Le point marquant du décret est l'article 5 qui annonce la création, au sein du ministère du développement industriel et scientifique, d'un Service Central de Sûreté des Installations Nucléaires (SCSIN), placé auprès du directeur de la technologie, de l'environnement industriel et des mines, et regroupant les moyens du ministère en matière de sûreté nucléaire. Le service est principalement responsable de l'étude, de la définition et de la mise en œuvre de la politique en matière de sûreté nucléaire.
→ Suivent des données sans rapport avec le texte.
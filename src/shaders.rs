// Copyright 2025 the Tiledraw Authors
// SPDX-License-Identifier: Apache-2.0 OR MIT

//! Load the binning and rasterization shaders.

mod preprocess;

use std::collections::HashMap;

use wgpu::Device;

use crate::cpu_shader;
use crate::recording::{BindType, ShaderId};
use crate::wgpu_engine::WgpuEngine;

macro_rules! shader {
    ($name:expr) => {
        include_str!(concat!(
            env!("CARGO_MANIFEST_DIR"),
            "/shader/",
            $name,
            ".wgsl"
        ))
    };
}

macro_rules! shared_shader {
    ($name:expr) => {
        (
            $name,
            include_str!(concat!(
                env!("CARGO_MANIFEST_DIR"),
                "/shader/shared/",
                $name,
                ".wgsl"
            )),
        )
    };
}

const SHARED_SHADERS: &[(&str, &str)] = &[
    shared_shader!("config"),
    shared_shader!("command"),
    shared_shader!("tile"),
    shared_shader!("sdf"),
];

/// One pipeline per pass of the frame.
pub struct FullShaders {
    pub predicate: ShaderId,
    pub exclusive_scan: ShaderId,
    pub region_bin: ShaderId,
    pub tile_bin: ShaderId,
    pub write_icb: ShaderId,
    pub rasterize: ShaderId,
}

impl FullShaders {
    pub(crate) fn new(
        device: &Device,
        engine: &mut WgpuEngine,
        target_format: wgpu::TextureFormat,
    ) -> FullShaders {
        let imports = SHARED_SHADERS.iter().copied().collect::<HashMap<_, _>>();
        let predicate = engine.add_shader(
            device,
            "predicate",
            preprocess::preprocess(shader!("predicate"), &imports).into(),
            &[BindType::Uniform, BindType::BufReadOnly, BindType::Buffer],
            cpu_shader::predicate,
        );
        let exclusive_scan = engine.add_shader(
            device,
            "exclusive_scan",
            preprocess::preprocess(shader!("exclusive_scan"), &imports).into(),
            &[BindType::Uniform, BindType::BufReadOnly, BindType::Buffer],
            cpu_shader::exclusive_scan,
        );
        let region_bin = engine.add_shader(
            device,
            "region_bin",
            preprocess::preprocess(shader!("region_bin"), &imports).into(),
            &[
                BindType::Uniform,
                BindType::BufReadOnly,
                BindType::BufReadOnly,
                BindType::Buffer,
            ],
            cpu_shader::region_bin,
        );
        let tile_bin = engine.add_shader(
            device,
            "tile_bin",
            preprocess::preprocess(shader!("tile_bin"), &imports).into(),
            &[
                BindType::Uniform,
                BindType::BufReadOnly,
                BindType::BufReadOnly,
                BindType::BufReadOnly,
                BindType::BufReadOnly,
                BindType::BufReadOnly,
                BindType::Buffer,
                BindType::Buffer,
                BindType::Buffer,
                BindType::Buffer,
            ],
            cpu_shader::tile_bin,
        );
        let write_icb = engine.add_shader(
            device,
            "write_icb",
            preprocess::preprocess(shader!("write_icb"), &imports).into(),
            &[BindType::BufReadOnly, BindType::Buffer],
            cpu_shader::write_icb,
        );
        use crate::recording::ImageFormat;
        use wgpu::ShaderStages;
        let rasterize = engine.add_render_shader(
            device,
            "rasterize",
            preprocess::preprocess(shader!("rasterize"), &imports).into(),
            "tile_vs",
            "tile_fs",
            target_format,
            &[
                (BindType::Uniform, ShaderStages::VERTEX_FRAGMENT),
                (BindType::BufReadOnly, ShaderStages::FRAGMENT),
                (BindType::BufReadOnly, ShaderStages::FRAGMENT),
                (BindType::BufReadOnly, ShaderStages::FRAGMENT),
                (BindType::BufReadOnly, ShaderStages::FRAGMENT),
                (BindType::BufReadOnly, ShaderStages::FRAGMENT),
                (BindType::BufReadOnly, ShaderStages::FRAGMENT),
                (BindType::BufReadOnly, ShaderStages::VERTEX),
                (BindType::BufReadOnly, ShaderStages::FRAGMENT),
                (BindType::ImageRead(ImageFormat::Bc4), ShaderStages::FRAGMENT),
                (
                    BindType::ImageArrayRead(ImageFormat::Rgba8Srgb),
                    ShaderStages::FRAGMENT,
                ),
                (BindType::Sampler, ShaderStages::FRAGMENT),
            ],
        );
        FullShaders {
            predicate,
            exclusive_scan,
            region_bin,
            tile_bin,
            write_icb,
            rasterize,
        }
    }
}
// Copyright 2025 the Tiledraw Authors
// SPDX-License-Identifier: Apache-2.0 OR MIT

//! The immediate-mode command front end.
//!
//! A [`Frame`] collects one frame's worth of drawing calls into parallel
//! append-only arrays: fixed-width command headers, primary colors, quantized
//! bounding boxes and a variable-length float payload, plus a small deduped
//! clip-shape table. Every draw call is a total function: when any of the
//! bounded arrays is full the primitive is dropped with a log message and the
//! arrays stay consistent.

use std::sync::Arc;

use crate::color::Color;
use crate::encoding::{
    payload_size, ClipShape, CommandType, DrawCommand, FillMode, GroupOp, QuantizedAabb,
    MAX_CLIPS, MAX_COMMANDS, MAX_DRAWDATA,
};
use crate::font::Alphabet;
use crate::math::{Aabb, Vec2};

/// Primitives closer to degenerate than this are dropped before encoding.
const HALF_PIXEL: f32 = 0.5;
/// Width of the anti-aliasing ramp, in pixels.
const AA_WIDTH: f32 = std::f32::consts::SQRT_2;

/// Texture coordinates of a quad's top-left and bottom-right corners.
#[derive(Clone, Copy, Debug, Default, PartialEq)]
pub struct QuadUv {
    pub u0: f32,
    pub v0: f32,
    pub u1: f32,
    pub v1: f32,
}

impl QuadUv {
    pub const FULL: Self = Self {
        u0: 0.0,
        v0: 0.0,
        u1: 1.0,
        v1: 1.0,
    };
}

#[derive(Clone, Copy)]
struct GroupScope {
    aabb_slot: usize,
    smoothness: f32,
    outline_width: f32,
    op: GroupOp,
}

/// One frame of encoded drawing commands.
pub struct Frame {
    alphabet: Arc<Alphabet>,
    num_slices: u32,
    width: f32,
    height: f32,
    aa_width: f32,
    commands: Vec<DrawCommand>,
    colors: Vec<Color>,
    aabbs: Vec<QuantizedAabb>,
    draw_data: Vec<f32>,
    clips: Vec<ClipShape>,
    group: Option<GroupScope>,
}
// Copyright 2025 the Tiledraw Authors
// SPDX-License-Identifier: Apache-2.0 OR MIT

//! Small wgpu helpers.

use std::future::Future;

use wgpu::Device;

struct NullWake;

impl std::task::Wake for NullWake {
    fn wake(self: std::sync::Arc<Self>) {}
}

/// Block on a future, polling the device as needed.
///
/// This will deadlock if the future is awaiting anything other than GPU
/// progress.
pub fn block_on_wgpu<F: Future>(device: &Device, fut: F) -> F::Output {
    if cfg!(target_arch = "wasm32") {
        panic!("Blocking can't work on WASM, so don't try");
    }
    let waker = std::task::Waker::from(std::sync::Arc::new(NullWake));
    let mut context = std::task::Context::from_waker(&waker);
    // Same logic as `pin_mut!` macro from `pin_utils`.
    let mut fut = std::pin::pin!(fut);
    loop {
        match fut.as_mut().poll(&mut context) {
            std::task::Poll::Pending => {
                let _ = device.poll(wgpu::PollType::Wait);
            }
            std::task::Poll::Ready(item) => break item,
        }
    }
}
Il est chargé «de préparer et de mettre en œuvre toutes actions techniques du département relatives à la sûreté des installations nucléaires et en particulier : élaborer la réglementation technique concernant la sûreté des installations nucléaires et suivre son application; Organiser et animer l'inspection de ces installations (…) ; D'examiner pour avis les programmes du CEA qui s'y rapportent ainsi que les propositions budgétaires correspondantes et suivre l'exécution des programmes; De suivre, le cas échéant, les travaux de recherche et développement des autres établissements publics relevant du département dans le domaine de la sûreté nucléaire; De recueillir toutes informations utiles sur les problèmes de sûreté nucléaire et les mesures prises en ce domaine en France et à l'étranger; De proposer et d'organiser l'information du public sur les problèmes se rapportant à la sûreté; Et d'une façon générale, d'examiner les mesures propres à assurer la sûreté des installations nucléaires, notamment les mesures proposées par le CEA.»
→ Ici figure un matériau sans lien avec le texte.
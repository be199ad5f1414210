// Copyright 2025 the Tiledraw Authors
// SPDX-License-Identifier: Apache-2.0 OR MIT

use super::read_config;
use crate::cpu_dispatch::CpuBinding;
use crate::encoding::{
    CommandType, Counters, DrawCommand, QuantizedAabb, TileNode, INVALID_INDEX, REGION_SIZE,
};

struct TileState<'a> {
    nodes: &'a mut [TileNode],
    counters: &'a mut Counters,
    max_nodes: u32,
}

impl TileState<'_> {
    /// Prepends a node for the command, returning the new list head. The
    /// node is dropped when the arena is exhausted.
    fn push_node(&mut self, head: u32, cmd_ix: u32, kind: u8) -> u32 {
        let node_ix = self.counters.num_nodes;
        self.counters.num_nodes += 1;
        if node_ix >= self.max_nodes {
            return head;
        }
        self.nodes[node_ix as usize] = TileNode::new(head, cmd_ix as u16, kind);
        node_ix
    }
}

#[allow(clippy::too_many_arguments)]
fn main(
    config_buf: &CpuBinding,
    commands_buf: &CpuBinding,
    aabbs_buf: &CpuBinding,
    region_indices_buf: &CpuBinding,
    scan_buf: &CpuBinding,
    predicate_buf: &CpuBinding,
    heads_buf: &CpuBinding,
    nodes_buf: &CpuBinding,
    tile_indices_buf: &CpuBinding,
    counters_buf: &CpuBinding,
) {
    let config = read_config(&config_buf.as_buf());
    let commands_guard = commands_buf.as_buf();
    let commands: &[DrawCommand] = bytemuck::cast_slice(&commands_guard);
    let aabbs_guard = aabbs_buf.as_buf();
    let aabbs: &[QuantizedAabb] = bytemuck::cast_slice(&aabbs_guard);
    let region_indices_guard = region_indices_buf.as_buf();
    let region_indices: &[u32] = bytemuck::cast_slice(&region_indices_guard);
    let scan_guard = scan_buf.as_buf();
    let scan: &[u32] = bytemuck::cast_slice(&scan_guard);
    let predicate_guard = predicate_buf.as_buf();
    let predicate: &[u32] = bytemuck::cast_slice(&predicate_guard);
    let mut heads_guard = heads_buf.as_buf();
    let heads: &mut [u32] = bytemuck::cast_slice_mut(heads_guard.as_mut());
    let mut nodes_guard = nodes_buf.as_buf();
    let mut tile_indices_guard = tile_indices_buf.as_buf();
    let tile_indices: &mut [u32] = bytemuck::cast_slice_mut(tile_indices_guard.as_mut());
    let mut counters_guard = counters_buf.as_buf();

    let mut state = TileState {
        nodes: bytemuck::cast_slice_mut(nodes_guard.as_mut()),
        counters: bytemuck::from_bytes_mut(
            &mut counters_guard.as_mut()[..std::mem::size_of::<Counters>()],
        ),
        max_nodes: config.max_nodes,
    };

    let n = config.num_commands as usize;
    if n == 0 {
        return;
    }
    let num_regions = config.regions_x * config.regions_y;
    for region in 0..num_regions {
        let base = region as usize * n;
        let count = scan[base + n - 1] + predicate[base + n - 1];
        for local_y in 0..REGION_SIZE {
            for local_x in 0..REGION_SIZE {
                let tile_x = (region % config.regions_x) * REGION_SIZE + local_x;
                let tile_y = (region / config.regions_x) * REGION_SIZE + local_y;
                if tile_x >= config.tiles_x || tile_y >= config.tiles_y {
                    continue;
                }
                let tile_id = tile_y * config.tiles_x + tile_x;

                let mut head = INVALID_INDEX;
                let mut pending_begin = INVALID_INDEX;
                let mut begin_inserted = false;
                for j in 0..count {
                    let cmd_ix = region_indices[base + j as usize];
                    let kind = commands[cmd_ix as usize].kind;
                    if kind == CommandType::BeginGroup as u8 {
                        pending_begin = cmd_ix;
                        begin_inserted = false;
                        continue;
                    }
                    if kind == CommandType::EndGroup as u8 {
                        if begin_inserted {
                            head = state.push_node(head, cmd_ix, kind);
                        }
                        pending_begin = INVALID_INDEX;
                        begin_inserted = false;
                        continue;
                    }
                    if aabbs[cmd_ix as usize].contains_tile(tile_x, tile_y) {
                        // A bracketing begin marker goes in right before the
                        // first overlapping child.
                        if pending_begin != INVALID_INDEX && !begin_inserted {
                            head = state.push_node(
                                head,
                                pending_begin,
                                CommandType::BeginGroup as u8,
                            );
                            begin_inserted = true;
                        }
                        head = state.push_node(head, cmd_ix, kind);
                    }
                }
                heads[tile_id as usize] = head;
                if head != INVALID_INDEX {
                    let slot = state.counters.num_tiles;
                    state.counters.num_tiles += 1;
                    tile_indices[slot as usize] = tile_id;
                }
            }
        }
    }
}

/// Builds each tile's command list by walking its region's compact list and
/// prepending nodes from the shared arena. Group markers are injected
/// wherever a bracketed child landed.
pub fn tile_bin(_n_wg: u32, resources: &[CpuBinding]) {
    main(
        &resources[0],
        &resources[1],
        &resources[2],
        &resources[3],
        &resources[4],
        &resources[5],
        &resources[6],
        &resources[7],
        &resources[8],
        &resources[9],
    );
}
Si cet article du décret officialise la prise de contrôle et la centralisation au niveau de l'administration des questions de sûreté nucléaire, il reste muet sur le problème de fond, à savoir le rôle du nouveau service dans la procédure d'autorisation. C'est une instruction, datée du 27 mars mais non publiée au Journal officiel qui précise ce rôle.

Notes
518.

Décret n° 73-278 du 13 mars 1973 portant création d’un conseil supérieur de la sûreté nucléaire et d’un service central de sûreté des installations nucléaires au ministère du développement industriel et scientifique.

519.

Dans l'ordre des fonctions indiquées, les premiers membres du conseil sont : Louis Néel (Président), MM. Jean Blancard, Jacques Yvon, (vice-présidents), Maurice Jarrige (A.N.) , Michel Chauty (Sénat), Henri Lavaill (CIINB), Jean-Pierre Foulquie (Intérieur), Jean-François Saglio (Environnement), Pierre Pellerin (SCPRI), Renaud de la Genièvre (Finances), Jean-Claude SORE (DITEIM), Maurice Legrand (DIGEC), Marcel Boiteux (EDF). Sont nommés en 1973 au titre des personnalités le journaliste scientifique Michel Chevallet; le Professeur Raymond Latarjet, Directeur de l'Institut du Radium; Henri Malcor, Président d'Honneur de Creusot-Loire; le Professeur Paul Reuter de l'Université de Droit, d'Economie et des Sciences Sociales de Paris; Yvon Bonnard, Inspecteur Général d'Electricité de France.

520.

Les archives du CSSN n'ont pas conservé les procès verbaux ou les comptes-rendus de ces premières réunions. Nous ne savons donc pas quelle a été la réalité du travail du conseil. Mais deux comptes-rendus de réunion en 1974 et 1975 présents dans les archives des années postérieures, montrent des débats où les uns et les autres s'expriment très ouvertement sur des questions sensibles. On ne trouve pas cette même liberté de ton des responsables dans les comptes-rendus des réunions qui suivent l'ouverture du conseil à partir de 1982.